Nancy Reagan’s Questionable Legacy of ‘Just Say No’
When former First Lady Nancy Reagan passed away on Sunday at the age of 94, she was commemorated in some obituaries as a staunch supporter of Alzheimer’s research and in others as a believer in the unconventional political powers of astrology. But she was most frequently remembered as the face of “Just Say No.” A campaign against drugs, which led directly to the culture, so prevalent on college campuses today, of “Just say no, or yes, or something,” to consent to or reject sex. I hope Reagan’s signature catchphrase will be laid to rest with her—after all, not even the catchiest slogan is enough of a tool to create long-term results.
But first, a bit of background. “Just Say No,” originated in a 1970s substance abuse prevention program at the University of Houston. The professor held a contest, asking students to devise a slogan that would help their classmates resist peer pressure. College student cum advertising legend Jordan Zimmerman won the campaign with, yes, “Just Say No.”

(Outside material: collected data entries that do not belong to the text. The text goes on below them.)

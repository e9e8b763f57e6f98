//! Repository for the `transactions` table.
//!
//! Owns the single upsert statement the service issues. Every write is one
//! `INSERT ... ON CONFLICT (id) DO UPDATE` so redelivered webhooks replace
//! the stored row instead of duplicating it.

use std::sync::Arc;

use sqlx::{types::Json, PgPool};

use crate::{
    error::Result,
    models::{PersistedTransaction, TransactionId, TransactionRecord},
};

/// DDL for the `transactions` table.
///
/// The service never applies this itself; it is here so test harnesses and
/// operators share one definition of the columns the upsert writes.
pub const SCHEMA: &str = r#"
CREATE TABLE IF NOT EXISTS transactions (
    id TEXT PRIMARY KEY,
    order_id TEXT,
    kind TEXT,
    gateway TEXT,
    status TEXT,
    message TEXT,
    created_at TIMESTAMPTZ,
    test BOOLEAN,
    "authorization" TEXT,
    location_id TEXT,
    user_id TEXT,
    parent_id TEXT,
    processed_at TIMESTAMPTZ,
    device_id TEXT,
    error_code TEXT,
    source_name TEXT,
    amount DOUBLE PRECISION,
    currency TEXT,
    payment_id TEXT,
    manual_payment_gateway TEXT,
    admin_graphql_api_id TEXT,
    webhook JSONB NOT NULL,
    received_at TIMESTAMPTZ NOT NULL DEFAULT NOW(),
    updated_at TIMESTAMPTZ NOT NULL DEFAULT NOW()
)
"#;

const RETURNING_COLUMNS: &str = r#"
    id, order_id, kind, gateway, status, message, created_at, test, "authorization",
    location_id, user_id, parent_id, processed_at, device_id, error_code, source_name,
    amount, currency, payment_id, manual_payment_gateway, admin_graphql_api_id, webhook,
    received_at, updated_at
"#;

/// Repository for transaction rows.
pub struct Repository {
    pool: Arc<PgPool>,
}

impl Repository {
    /// Creates a new repository instance.
    pub fn new(pool: Arc<PgPool>) -> Self {
        Self { pool }
    }

    /// Returns a reference to the database pool.
    pub fn pool(&self) -> Arc<PgPool> {
        self.pool.clone()
    }

    /// Inserts a transaction or replaces every mutable column of the row
    /// with the same id, returning the row as stored.
    ///
    /// `received_at` is kept from the first write; `updated_at` moves on
    /// every write. The statement borrows one pooled connection and hands it
    /// back when it completes or fails.
    ///
    /// # Errors
    ///
    /// Returns `CoreError::PoolExhausted` when no connection is available
    /// within the pool's acquire timeout, and another `CoreError` for any
    /// other database failure. Nothing is retried.
    pub async fn upsert(&self, record: &TransactionRecord) -> Result<PersistedTransaction> {
        let statement = format!(
            r#"
            INSERT INTO transactions (
                id, order_id, kind, gateway, status, message, created_at, test, "authorization",
                location_id, user_id, parent_id, processed_at, device_id, error_code, source_name,
                amount, currency, payment_id, manual_payment_gateway, admin_graphql_api_id, webhook
            ) VALUES (
                $1, $2, $3, $4, $5, $6, $7, $8, $9, $10, $11,
                $12, $13, $14, $15, $16, $17, $18, $19, $20, $21, $22
            )
            ON CONFLICT (id) DO UPDATE SET
                order_id = EXCLUDED.order_id,
                kind = EXCLUDED.kind,
                gateway = EXCLUDED.gateway,
                status = EXCLUDED.status,
                message = EXCLUDED.message,
                created_at = EXCLUDED.created_at,
                test = EXCLUDED.test,
                "authorization" = EXCLUDED."authorization",
                location_id = EXCLUDED.location_id,
                user_id = EXCLUDED.user_id,
                parent_id = EXCLUDED.parent_id,
                processed_at = EXCLUDED.processed_at,
                device_id = EXCLUDED.device_id,
                error_code = EXCLUDED.error_code,
                source_name = EXCLUDED.source_name,
                amount = EXCLUDED.amount,
                currency = EXCLUDED.currency,
                payment_id = EXCLUDED.payment_id,
                manual_payment_gateway = EXCLUDED.manual_payment_gateway,
                admin_graphql_api_id = EXCLUDED.admin_graphql_api_id,
                webhook = EXCLUDED.webhook,
                updated_at = NOW()
            RETURNING {RETURNING_COLUMNS}
            "#
        );

        let row = sqlx::query_as::<_, PersistedTransaction>(&statement)
            .bind(&record.id)
            .bind(&record.order_id)
            .bind(&record.kind)
            .bind(&record.gateway)
            .bind(&record.status)
            .bind(&record.message)
            .bind(record.created_at)
            .bind(record.test)
            .bind(&record.authorization)
            .bind(&record.location_id)
            .bind(&record.user_id)
            .bind(&record.parent_id)
            .bind(record.processed_at)
            .bind(&record.device_id)
            .bind(&record.error_code)
            .bind(&record.source_name)
            .bind(record.amount)
            .bind(&record.currency)
            .bind(&record.payment_id)
            .bind(&record.manual_payment_gateway)
            .bind(&record.admin_graphql_api_id)
            .bind(Json(&record.webhook))
            .fetch_one(&*self.pool)
            .await?;

        Ok(row)
    }

    /// Finds a stored transaction by id.
    ///
    /// # Errors
    ///
    /// Returns error if the query fails.
    pub async fn find_by_id(&self, id: &TransactionId) -> Result<Option<PersistedTransaction>> {
        let statement = format!("SELECT {RETURNING_COLUMNS} FROM transactions WHERE id = $1");

        let row = sqlx::query_as::<_, PersistedTransaction>(&statement)
            .bind(id)
            .fetch_optional(&*self.pool)
            .await?;

        Ok(row)
    }

    /// Counts rows stored under an id. Always 0 or 1 while the primary key
    /// holds.
    ///
    /// # Errors
    ///
    /// Returns error if the query fails.
    pub async fn count_by_id(&self, id: &TransactionId) -> Result<i64> {
        let count = sqlx::query_scalar("SELECT COUNT(*) FROM transactions WHERE id = $1")
            .bind(id)
            .fetch_one(&*self.pool)
            .await?;

        Ok(count)
    }
}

Reagan learned about the slogan; liked it and hired an advertising agency to create a full campaign around it. The phrase gained traction when Reagan appeared as herself on TV shows “Diff’rent Strokes” and “Dynasty.” Michael Jackson recorded a song, so did sister La Toya. At Reagan’s urging, first ladies from over 30 nations joined in the battle cry, as did both the Girl Scouts and the Kiwanis Club International. Earlier this week, the Today show mentioned there being over 12,000 “Just Say No” clubs throughout the world. But despite the popularity of this catchy slogan and message, absent from the conversation are any kind of measurable results. The issue of consent or just saying no is far from a simple argument. When asked about her connection to “Just Say No” Nancy Reagan said: “If you can save just one child, it’s worth it.” But isn’t that a simplistic way to look at a very complicated issue?
A 2014 article in the Scientific American Journal titled “Why “Just Say No” Doesn’t Work” declared teen substance abuse prevention programs, including Drug Abuse Resistance Education (D.A.R.E.), lack efficacy and actually do “little or nothing to combat substance use in youth.” But the “Just Say No” model proved to be something of a blueprint for similar consent-based campaigns.

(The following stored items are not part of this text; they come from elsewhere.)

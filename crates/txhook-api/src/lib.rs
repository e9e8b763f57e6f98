//! HTTP surface of the transaction webhook receiver.
//!
//! Verifies Shopify signatures over the raw body, turns the payload into a
//! `TransactionRecord` and hands it to the injected `TransactionStore`.

#![forbid(unsafe_code)]
#![warn(missing_docs)]

use std::{sync::Arc, time::Duration};

use axum::http::HeaderName;
use txhook_core::TransactionStore;

pub mod config;
pub mod crypto;
pub mod error;
pub mod handlers;
pub mod server;

pub use config::{Config, Environment};
pub use crypto::{HmacVerifier, WebhookVerifier};
pub use error::IngestError;
pub use server::{create_router, start_server};

/// Request-path settings derived from configuration.
#[derive(Debug, Clone)]
pub struct IngestSettings {
    /// Header carrying the webhook signature.
    pub signature_header: HeaderName,
    /// Largest accepted body in bytes; larger bodies get 413.
    pub max_payload_bytes: usize,
    /// Overall per-request deadline.
    pub request_timeout: Duration,
}

impl Default for IngestSettings {
    fn default() -> Self {
        Self {
            signature_header: HeaderName::from_static(crypto::SHOPIFY_SIGNATURE_HEADER),
            max_payload_bytes: 1024 * 1024,
            request_timeout: Duration::from_secs(30),
        }
    }
}

/// Shared state handed to every handler.
#[derive(Clone)]
pub struct AppState {
    /// Persistence capability.
    pub store: Arc<dyn TransactionStore>,
    /// Signature verification capability.
    pub verifier: Arc<dyn WebhookVerifier>,
    /// Request-path settings.
    pub settings: IngestSettings,
}

impl AppState {
    /// Creates state with default settings.
    pub fn new(store: Arc<dyn TransactionStore>, verifier: Arc<dyn WebhookVerifier>) -> Self {
        Self { store, verifier, settings: IngestSettings::default() }
    }

    /// Replaces the request-path settings.
    #[must_use]
    pub fn with_settings(mut self, settings: IngestSettings) -> Self {
        self.settings = settings;
        self
    }
}
//! Error types and result handling for transaction persistence.
//!
//! Splits failures into two families: problems with the inbound payload
//! (`PayloadError`), which are the sender's fault, and problems with the
//! storage layer (`CoreError`), which are ours. The HTTP layer maps each
//! family onto its own status code.

use thiserror::Error;

/// Result type alias using `CoreError`.
pub type Result<T> = std::result::Result<T, CoreError>;

/// Storage and infrastructure errors.
#[derive(Debug, Clone, PartialEq, Eq, Error)]
pub enum CoreError {
    /// Database operation failed.
    #[error("Database error: {0}")]
    Database(String),

    /// No pooled connection became available within the acquire timeout.
    #[error("Connection pool exhausted: no connection available within the acquire timeout")]
    PoolExhausted,

    /// The pool has been closed, typically during shutdown.
    #[error("Database unavailable: connection pool closed")]
    Unavailable,

    /// Entity not found.
    #[error("Not found: {0}")]
    NotFound(String),

    /// Constraint violation other than the upsert conflict target.
    #[error("Constraint violation: {0}")]
    ConstraintViolation(String),
}

impl CoreError {
    /// Returns the stable error code reported to clients.
    pub const fn code(&self) -> &'static str {
        match self {
            Self::Unavailable => "E3001",
            Self::PoolExhausted => "E3002",
            Self::Database(_) | Self::NotFound(_) | Self::ConstraintViolation(_) => "E3004",
        }
    }
}

impl From<sqlx::Error> for CoreError {
    fn from(err: sqlx::Error) -> Self {
        match err {
            sqlx::Error::PoolTimedOut => Self::PoolExhausted,
            sqlx::Error::PoolClosed => Self::Unavailable,
            sqlx::Error::RowNotFound => Self::NotFound("requested row not found".to_string()),
            sqlx::Error::Database(db_err) if db_err.is_unique_violation() => {
                Self::ConstraintViolation(format!("unique constraint violation: {db_err}"))
            },
            sqlx::Error::Database(db_err) if db_err.is_check_violation() => {
                Self::ConstraintViolation(format!("check constraint violation: {db_err}"))
            },
            _ => Self::Database(err.to_string()),
        }
    }
}

/// Reasons an inbound body cannot be turned into a `TransactionRecord`.
#[derive(Debug, Error)]
pub enum PayloadError {
    /// Body is not a JSON document.
    #[error("body is not valid JSON: {0}")]
    InvalidJson(#[source] serde_json::Error),

    /// Body is JSON but does not have the transaction shape.
    #[error("body is not a transaction: {0}")]
    InvalidShape(#[source] serde_json::Error),

    /// Transaction id is missing, empty or not a string/integer.
    #[error("transaction id must be a non-empty string or integer")]
    InvalidId,

    /// `amount` is present but is not a decimal number.
    #[error("amount {value:?} is not a decimal number")]
    InvalidAmount {
        /// The raw value as transmitted.
        value: String,
    },

    /// A timestamp field is present but cannot be parsed.
    #[error("{field} {value:?} is not a recognised timestamp")]
    InvalidTimestamp {
        /// Name of the offending field.
        field: &'static str,
        /// The raw value as transmitted.
        value: String,
    },
}

impl PayloadError {
    /// Returns the stable error code reported to clients.
    pub const fn code(&self) -> &'static str {
        match self {
            Self::InvalidJson(_) | Self::InvalidShape(_) => "E1003",
            Self::InvalidId => "E1004",
            Self::InvalidAmount { .. } | Self::InvalidTimestamp { .. } => "E1005",
        }
    }
}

It helped shape the movement to end what is now called rape culture. Though the earliest “Take Back the Night” marches and events meant to end sexual, relationship and domestic violence, date back to the 1970s, the concept went mainstream in 1990s. The movement reached its pop culture nadir in 1993, when hit series Beverly Hills, 90210 aired an episode with a Take Back the Night rally as a central event. But the underlying weakness of “Just Say No” as a means to reject peer pressure around drugs is equally ineffective when applied to sexual advances.
For example, the somewhat simplistic website onlywithconsent.org, a resource meant to popularize the notion of consent, recommends that readers “generate consent culture” by “Not raping people.”

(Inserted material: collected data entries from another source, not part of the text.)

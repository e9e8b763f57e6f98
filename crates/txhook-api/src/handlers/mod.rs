//! HTTP request handlers.
//!
//! - `transactions` - Shopify transaction webhook ingestion
//! - `health` - health and liveness probes
//!
//! Failures are rendered through `IngestError`, so every error response has
//! the same `{"error": {"code", "message"}}` shape.

pub mod health;
pub mod transactions;

pub use health::{health_check, liveness_check};
pub use transactions::receive_transaction;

In refusing unwanted sexual advances, the common practice has been to train women that no means no. In an academic paper called “Just Say No? The Use of Conversation Analysis in Developing a Feminist Perspective on Sexual Refusal” Celia Kitzinger and Hannah Frith analyze the concept of something called “refusal skills” or realizing that aside from saying the word “no” in negotiating issues of consent or violation, there are sometimes subtler issues to look out for including body language and other ways of expressing disinterest. The authors also cite other studies on date rape education and mention muddled excuses made by men who misread body language and then put the burden victimization on women for not seeming completely disinterested. The flip side of this is that it also potentially assigns men the perpetual burden of unwitting potential predator.
We’ve come full-circle from a generation urged to “Just Say No” to drugs to an aspirational empowerment movement based on waiting for yes; but are any of these pithy exhortations actually effective? Apparently not. The Scientific American Journal article cited above stated that some of the most successful and effective programs that combat drugs are based on a lot more than a call and response of saying no when offered drugs. The most effective programs “involve substantial amounts of interaction between instructors and students” and they can last for years.
So this seems an ideal time to challenge Nancy Reagan’s legacy. An exhaustive report called “Monitoring the Future” included some pretty surprising key findings on drug use in adolescents from 1975–2015. Overall, drug use in recent decades is either declining in younger users or keeping an even pace, but what is rapidly changing and ever evolving are the types of drugs kids are using and the ways that they’re being made, accessed or ingested. From so called “club drugs” including ecstasy and Molly to e-cigarettes, vaporizers or even hookahs, to prescription drug abuse, kids in grades 8-12 were finding newer ways to get high using drugs most of their parents don’t know exist. Perhaps the most effective drug prevention campaign of the future won’t fit on a bumper sticker, but will instead provide long-term education for both kids and their parents so they can collaboratively create a meaningful dialogue instead of relying on trite catchphrases.